**AIM OF THE TASK:**
Here is the listing. Print it exactly.
□ □ □ □ □ □ □
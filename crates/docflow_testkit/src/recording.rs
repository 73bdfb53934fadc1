//! A store wrapper that records when operations reach the client.

use docflow_core::{
    DocumentRef, DocumentSnapshot, DocumentStore, MetadataChanges, Query, QuerySnapshot,
    SnapshotStream, StoreResult, Transaction, WriteBatch,
};
use parking_lot::Mutex;
use std::time::Duration;
use tokio::time::Instant;

/// Forwards every call to `S`, recording the instant each transaction
/// attempt starts and the size of each committed batch.
///
/// Instants come from `tokio::time`, so under a paused clock the gaps
/// between attempts measure the backoff exactly.
pub struct RecordingStore<S> {
    inner: S,
    attempts: Mutex<Vec<Instant>>,
    commits: Mutex<Vec<usize>>,
}

impl<S> RecordingStore<S> {
    /// Wraps `inner`.
    pub fn new(inner: S) -> Self {
        Self {
            inner,
            attempts: Mutex::new(Vec::new()),
            commits: Mutex::new(Vec::new()),
        }
    }

    /// Returns the wrapped store.
    pub fn inner(&self) -> &S {
        &self.inner
    }

    /// Returns the number of transaction attempts seen.
    pub fn attempt_count(&self) -> usize {
        self.attempts.lock().len()
    }

    /// Returns the delay between each pair of consecutive attempts.
    pub fn attempt_gaps(&self) -> Vec<Duration> {
        self.attempts
            .lock()
            .windows(2)
            .map(|pair| pair[1] - pair[0])
            .collect()
    }

    /// Returns the number of writes in each batch committed so far.
    pub fn committed_batch_sizes(&self) -> Vec<usize> {
        self.commits.lock().clone()
    }
}

impl<S: DocumentStore> DocumentStore for RecordingStore<S> {
    async fn commit(&self, batch: WriteBatch) -> StoreResult<()> {
        self.commits.lock().push(batch.len());
        self.inner.commit(batch).await
    }

    async fn run_transaction<T, F>(&self, work: &mut F) -> StoreResult<T>
    where
        T: Send,
        F: FnMut(&mut dyn Transaction) -> StoreResult<T> + Send,
    {
        self.attempts.lock().push(Instant::now());
        self.inner.run_transaction(work).await
    }

    async fn get_document(&self, doc: &DocumentRef) -> StoreResult<DocumentSnapshot> {
        self.inner.get_document(doc).await
    }

    async fn get_query(&self, query: &Query) -> StoreResult<QuerySnapshot> {
        self.inner.get_query(query).await
    }

    fn listen_document(
        &self,
        doc: &DocumentRef,
        changes: MetadataChanges,
    ) -> SnapshotStream<DocumentSnapshot> {
        self.inner.listen_document(doc, changes)
    }

    fn listen_query(&self, query: &Query, changes: MetadataChanges) -> SnapshotStream<QuerySnapshot> {
        self.inner.listen_query(query, changes)
    }
}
□ □ □ □ □ □ □
**RESULT OF THE EXERCISE:**
filename crates/docflow_testkit/src/recording.rs
repository 73bdfb53934fadc1
//! A store wrapper that records when operations reach the client.

use docflow_core::{
    DocumentRef, DocumentSnapshot, DocumentStore, MetadataChanges, Query, QuerySnapshot,
    SnapshotStream, StoreResult, Transaction, WriteBatch,
};
use parking_lot::Mutex;
use std::time::Duration;
use tokio::time::Instant;

/// Forwards every call to `S`, recording the instant each transaction
/// attempt starts and the size of each committed batch.
///
/// Instants come from `tokio::time`, so under a paused clock the gaps
/// between attempts measure the backoff exactly.
pub struct RecordingStore<S> {
    inner: S,
    attempts: Mutex<Vec<Instant>>,
    commits: Mutex<Vec<usize>>,
}

impl<S> RecordingStore<S> {
    /// Wraps `inner`.
    pub fn new(inner: S) -> Self {
        Self {
            inner,
            attempts: Mutex::new(Vec::new()),
            commits: Mutex::new(Vec::new()),
        }
    }

    /// Returns the wrapped store.
    pub fn inner(&self) -> &S {
        &self.inner
    }

    /// Returns the number of transaction attempts seen.
    pub fn attempt_count(&self) -> usize {
        self.attempts.lock().len()
    }

    /// Returns the delay between each pair of consecutive attempts.
    pub fn attempt_gaps(&self) -> Vec<Duration> {
        self.attempts
            .lock()
            .windows(2)
            .map(|pair| pair[1] - pair[0])
            .collect()
    }

    /// Returns the number of writes in each batch committed so far.
    pub fn committed_batch_sizes(&self) -> Vec<usize> {
        self.commits.lock().clone()
    }
}

impl<S: DocumentStore> DocumentStore for RecordingStore<S> {
    async fn commit(&self, batch: WriteBatch) -> StoreResult<()> {
        self.commits.lock().push(batch.len());
        self.inner.commit(batch).await
    }

    async fn run_transaction<T, F>(&self, work: &mut F) -> StoreResult<T>
    where
        T: Send,
        F: FnMut(&mut dyn Transaction) -> StoreResult<T> + Send,
    {
        self.attempts.lock().push(Instant::now());
        self.inner.run_transaction(work).await
    }

    async fn get_document(&self, doc: &DocumentRef) -> StoreResult<DocumentSnapshot> {
        self.inner.get_document(doc).await
    }

    async fn get_query(&self, query: &Query) -> StoreResult<QuerySnapshot> {
        self.inner.get_query(query).await
    }

    fn listen_document(
        &self,
        doc: &DocumentRef,
        changes: MetadataChanges,
    ) -> SnapshotStream<DocumentSnapshot> {
        self.inner.listen_document(doc, changes)
    }

    fn listen_query(&self, query: &Query, changes: MetadataChanges) -> SnapshotStream<QuerySnapshot> {
        self.inner.listen_query(query, changes)
    }
}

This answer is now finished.